Ist dies der Beginn eines Mentalitätswandels in Indien? Ein indisches Gericht hat am Samstag einen Mann der Vergewaltigung und Ermordung eines Arztes im vergangenen August in Kalkutta für schuldig befunden, ein Verbrechen, das im ganzen Land Empörung ausgelöst hat, wo sexuelle Gewalt gegen Frauen weit verbreitet ist. „Das Urteil wird am Montag verkündet“, sagte der Präsident des Gerichts, Anirban Das, nach der Urteilsverkündung.
Sanjoy Roy, 33, bekannte sich nicht schuldig und behauptete, „Opfer eines Komplotts“ zu sein. Als Freiwilliger im Krankenhaus, wo der blutige Körper des 31-jährigen Praktizierenden entdeckt wurde, wurde er am nächsten Tag verhaftet. Er traf am Samstag in einem Gefängnistransporter vor dem Gericht in der Millionenstadt Kalkutta im Nordosten des Landes ein. Vor dem Gerichtsgebäude, wo ein großes Polizeiaufgebot stationiert war, versammelte sich eine Schar Demonstranten. „Hängt ihn, hängt ihn“, riefen die Demonstranten.
Beschleunigtes Verfahren
Auch die Familie des Opfers, deren Identität nach indischem Recht in Fällen sexueller Gewalt nicht preisgegeben wird, forderte die Verurteilung zum Tode. „Normale Menschen verlieren das Vertrauen in das Justizsystem, wenn sie nicht zur Todesstrafe verurteilt werden“, sagte die Mutter des Opfers gegenüber AFP, die während der Urteilsverkündung nur wenige Meter von Sanjoy Roy entfernt saß. „Er hat das Leben unserer Tochter brutal ausgelöscht. Er verdient das gleiche Schicksal“, fügte sein Vater hinzu.
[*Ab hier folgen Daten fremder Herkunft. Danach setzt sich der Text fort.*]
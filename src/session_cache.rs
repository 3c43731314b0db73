//! In-memory ONNX Runtime session cache
//!
//! Loading U²-Net takes far longer than a single forward pass, so sessions
//! are created once per model file and thread count and then shared by every
//! backend handed out by the same factory, across images and batches.

use crate::error::{Error, Result};
use ort::session::{builder::GraphOptimizationLevel, Session};
use std::collections::HashMap;
use std::path::{Path, PathBuf};
use std::sync::{Arc, Mutex};

/// Shared handle to a loaded session
pub type SharedSession = Arc<Mutex<Session>>;

#[derive(Debug, Clone, PartialEq, Eq, Hash)]
struct SessionKey {
    model_path: PathBuf,
    intra_threads: usize,
}

/// Session cache statistics
#[derive(Debug, Clone, Copy, Default, PartialEq, Eq)]
pub struct SessionCacheStats {
    /// Sessions currently held
    pub sessions: usize,
    /// Lookups served from the cache
    pub hits: u64,
    /// Lookups that loaded a model
    pub misses: u64,
}

#[derive(Default)]
struct Inner {
    sessions: HashMap<SessionKey, SharedSession>,
    hits: u64,
    misses: u64,
}

/// Cache of loaded sessions keyed by model path and intra-op thread count
///
/// Cloning the cache yields another handle to the same sessions.
#[derive(Clone, Default)]
pub struct SessionCache {
    inner: Arc<Mutex<Inner>>,
}

impl std::fmt::Debug for SessionCache {
    fn fmt(&self, f: &mut std::fmt::Formatter<'_>) -> std::fmt::Result {
        f.debug_struct("SessionCache").field("stats", &self.stats()).finish()
    }
}

/// Resolve `0` to a thread count based on the available parallelism
#[must_use]
pub fn effective_intra_threads(requested: usize) -> usize {
    if requested > 0 {
        requested
    } else {
        std::thread::available_parallelism()
            .map(std::num::NonZero::get)
            .unwrap_or(4)
    }
}

impl SessionCache {
    #[must_use]
    pub fn new() -> Self {
        Self::default()
    }

    /// Get a cached session or load it from `model_path`
    ///
    /// # Errors
    /// - [`Error::ModelNotFound`] when the file is missing
    /// - [`Error::Model`] when ONNX Runtime rejects the model
    pub fn get_or_load(&self, model_path: &Path, intra_threads: usize) -> Result<SharedSession> {
        let key = SessionKey {
            model_path: model_path.to_path_buf(),
            intra_threads: effective_intra_threads(intra_threads),
        };

        let mut inner = self
            .inner
            .lock()
            .map_err(|_| Error::internal("Session cache lock poisoned"))?;

        if let Some(session) = inner.sessions.get(&key) {
            let session = Arc::clone(session);
            inner.hits += 1;
            log::debug!("Reusing cached session for {}", model_path.display());
            return Ok(session);
        }

        let session = Arc::new(Mutex::new(load_session(&key.model_path, key.intra_threads)?));
        inner.misses += 1;
        inner.sessions.insert(key, Arc::clone(&session));
        Ok(session)
    }

    #[must_use]
    pub fn stats(&self) -> SessionCacheStats {
        self.inner.lock().map_or_else(
            |_| SessionCacheStats::default(),
            |inner| SessionCacheStats {
                sessions: inner.sessions.len(),
                hits: inner.hits,
                misses: inner.misses,
            },
        )
    }

    /// Drop every cached session
    pub fn clear(&self) {
        if let Ok(mut inner) = self.inner.lock() {
            inner.sessions.clear();
        }
    }
}

fn load_session(model_path: &Path, intra_threads: usize) -> Result<Session> {
    if !model_path.is_file() {
        return Err(Error::model_not_found(model_path));
    }

    let start = instant::Instant::now();
    let to_model_error = |operation: &str, e: ort::Error| {
        Error::model_error_with_context(
            operation,
            model_path,
            &e.to_string(),
            &["re-download the model with `cutout-composer download`"],
        )
    };

    let session = Session::builder()
        .map_err(|e| to_model_error("create session builder for", e))?
        .with_optimization_level(GraphOptimizationLevel::Level3)
        .map_err(|e| to_model_error("set optimization level for", e))?
        .with_intra_threads(intra_threads)
        .map_err(|e| to_model_error("set intra threads for", e))?
        .commit_from_file(model_path)
        .map_err(|e| to_model_error("load", e))?;

    log::info!(
        "Loaded {} ({} intra-op threads) in {:.0}ms",
        model_path.display(),
        intra_threads,
        start.elapsed().as_secs_f64() * 1000.0
    );
    Ok(session)
}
In Indien werden Hinrichtungen, meist durch Erhängen, oft durch langwierige Berufungsverfahren verzögert. Dieses Verbrechen löste im ganzen Land Empörung aus, und einige Mitarbeiter des Gesundheitswesens streikten und demonstrierten und forderten strengere Sicherheitsmaßnahmen in öffentlichen Krankenhäusern. Am Ende dieser Protestbewegung ordnete der Oberste Gerichtshof die Einrichtung einer Arbeitsgruppe aus Ärzten an, die einen Plan zur Verhinderung von Gewalt in Krankenhäusern ausarbeiten soll, in denen die Arbeitsbedingungen oft erbärmlich sind.
-Der Prozess wurde beschleunigt durchgeführt, da das indische Justizsystem normalerweise langsam ist. Die Schriftsätze endeten vor weniger als zehn Tagen. In den Wochen nach der Tat waren die Haltung der örtlichen Behörden und die Durchführung der Ermittlungen Gegenstand heftiger Kritik. So wurden der Polizeichef von Kalkutta und mehrere Beamte des regionalen Gesundheitsdienstes von ihren Posten entlassen.
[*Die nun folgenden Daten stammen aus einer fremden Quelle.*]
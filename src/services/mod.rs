//! Services separating I/O and progress reporting from the pipeline logic

pub mod io;
pub mod progress;

pub use io::{ImageIOService, SUPPORTED_EXTENSIONS};
pub use progress::{
    BatchEvent, BatchKind, ChannelProgressReporter, ConsoleProgressReporter, NoOpProgressReporter,
    ProgressReporter, ProgressTracker, ProgressUpdate,
};
//! Core types shared by the mask backends and the removal pipeline

use crate::error::{Error, Result};
use image::{DynamicImage, GrayImage, RgbaImage};
use std::path::Path;

/// Single-channel opacity mask: 0 = background, 255 = subject
#[derive(Debug, Clone, PartialEq, Eq)]
pub struct AlphaMask {
    data: GrayImage,
}

impl AlphaMask {
    /// Wrap a grayscale buffer as an alpha mask
    #[must_use]
    pub fn new(data: GrayImage) -> Self {
        Self { data }
    }

    /// Build a mask from raw row-major values
    ///
    /// # Errors
    /// - `values.len()` does not equal `width * height`
    pub fn from_raw(width: u32, height: u32, values: Vec<u8>) -> Result<Self> {
        let len = values.len();
        GrayImage::from_raw(width, height, values)
            .map(Self::new)
            .ok_or_else(|| {
                Error::processing(format!(
                    "Mask buffer of {} values does not match {}x{}",
                    len, width, height
                ))
            })
    }

    #[must_use]
    pub fn width(&self) -> u32 {
        self.data.width()
    }

    #[must_use]
    pub fn height(&self) -> u32 {
        self.data.height()
    }

    #[must_use]
    pub fn dimensions(&self) -> (u32, u32) {
        self.data.dimensions()
    }

    /// Borrow the underlying grayscale buffer
    #[must_use]
    pub fn as_gray(&self) -> &GrayImage {
        &self.data
    }

    #[must_use]
    pub fn into_gray(self) -> GrayImage {
        self.data
    }

    /// Fraction of pixels that are at least half opaque
    #[must_use]
    pub fn foreground_ratio(&self) -> f32 {
        let total = self.data.as_raw().len();
        if total == 0 {
            return 0.0;
        }
        let opaque = self.data.as_raw().iter().filter(|&&v| v >= 128).count();
        opaque as f32 / total as f32
    }

    /// Replace the alpha channel of `image` with this mask
    ///
    /// # Errors
    /// - Mask and image dimensions differ
    pub fn apply_to(&self, image: &mut RgbaImage) -> Result<()> {
        if image.dimensions() != self.dimensions() {
            return Err(Error::processing(format!(
                "Mask {}x{} does not match image {}x{}",
                self.width(),
                self.height(),
                image.width(),
                image.height()
            )));
        }

        for (pixel, alpha) in image.pixels_mut().zip(self.data.as_raw().iter()) {
            pixel.0[3] = *alpha;
        }
        Ok(())
    }
}

/// Result of removing the background of one image
#[derive(Debug, Clone)]
pub struct RemovalResult {
    /// RGBA image whose alpha channel is the produced mask
    pub image: RgbaImage,
    /// The mask that was applied
    pub mask: AlphaMask,
    /// Original image dimensions
    pub original_dimensions: (u32, u32),
    /// Name of the backend that produced the mask
    pub backend: &'static str,
    /// Wall-clock time spent producing the mask
    pub mask_ms: u64,
}

impl RemovalResult {
    /// Save the result as PNG with alpha channel
    ///
    /// # Errors
    /// - Output directory cannot be created or written
    /// - PNG encoding failure
    pub fn save_png<P: AsRef<Path>>(&self, path: P) -> Result<()> {
        crate::services::ImageIOService::save_png(&DynamicImage::ImageRgba8(self.image.clone()), path)
    }

    /// Encode the result as PNG bytes (used for previews)
    ///
    /// # Errors
    /// - PNG encoding failure
    pub fn to_png_bytes(&self) -> Result<Vec<u8>> {
        crate::services::ImageIOService::encode_png(&DynamicImage::ImageRgba8(self.image.clone()))
    }

    #[must_use]
    pub fn dimensions(&self) -> (u32, u32) {
        self.image.dimensions()
    }
}

#[cfg(test)]
mod tests {
    use super::*;
    use image::{Luma, Rgba};

    #[test]
    fn test_mask_from_raw_rejects_wrong_length() {
        assert!(AlphaMask::from_raw(4, 4, vec![0; 15]).is_err());
        assert!(AlphaMask::from_raw(4, 4, vec![0; 16]).is_ok());
    }

    #[test]
    fn test_apply_replaces_alpha() {
        let mut image = RgbaImage::from_pixel(2, 1, Rgba([10, 20, 30, 255]));
        let mask = AlphaMask::from_raw(2, 1, vec![0, 200]).unwrap();
        mask.apply_to(&mut image).unwrap();
        assert_eq!(image.get_pixel(0, 0).0, [10, 20, 30, 0]);
        assert_eq!(image.get_pixel(1, 0).0, [10, 20, 30, 200]);
    }

    #[test]
    fn test_apply_rejects_size_mismatch() {
        let mut image = RgbaImage::new(3, 3);
        let mask = AlphaMask::new(GrayImage::from_pixel(2, 2, Luma([255])));
        assert!(mask.apply_to(&mut image).is_err());
    }

    #[test]
    fn test_foreground_ratio() {
        let mask = AlphaMask::from_raw(2, 2, vec![0, 255, 255, 127]).unwrap();
        assert!((mask.foreground_ratio() - 0.5).abs() < f32::EPSILON);
    }
}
Diese Tragödie erinnerte an die Tragödie einer jungen Frau in einem Bus in der Hauptstadt Neu-Delhi im Jahr 2012, die eine Welle der Empörung im ganzen Land und einen mehrtägigen Streik des Gesundheitspersonals auslöste. Unter dem Druck der öffentlichen Meinung verhängte die Regierung härtere Strafen für Vergewaltiger und sogar die Todesstrafe für Wiederholungstäter.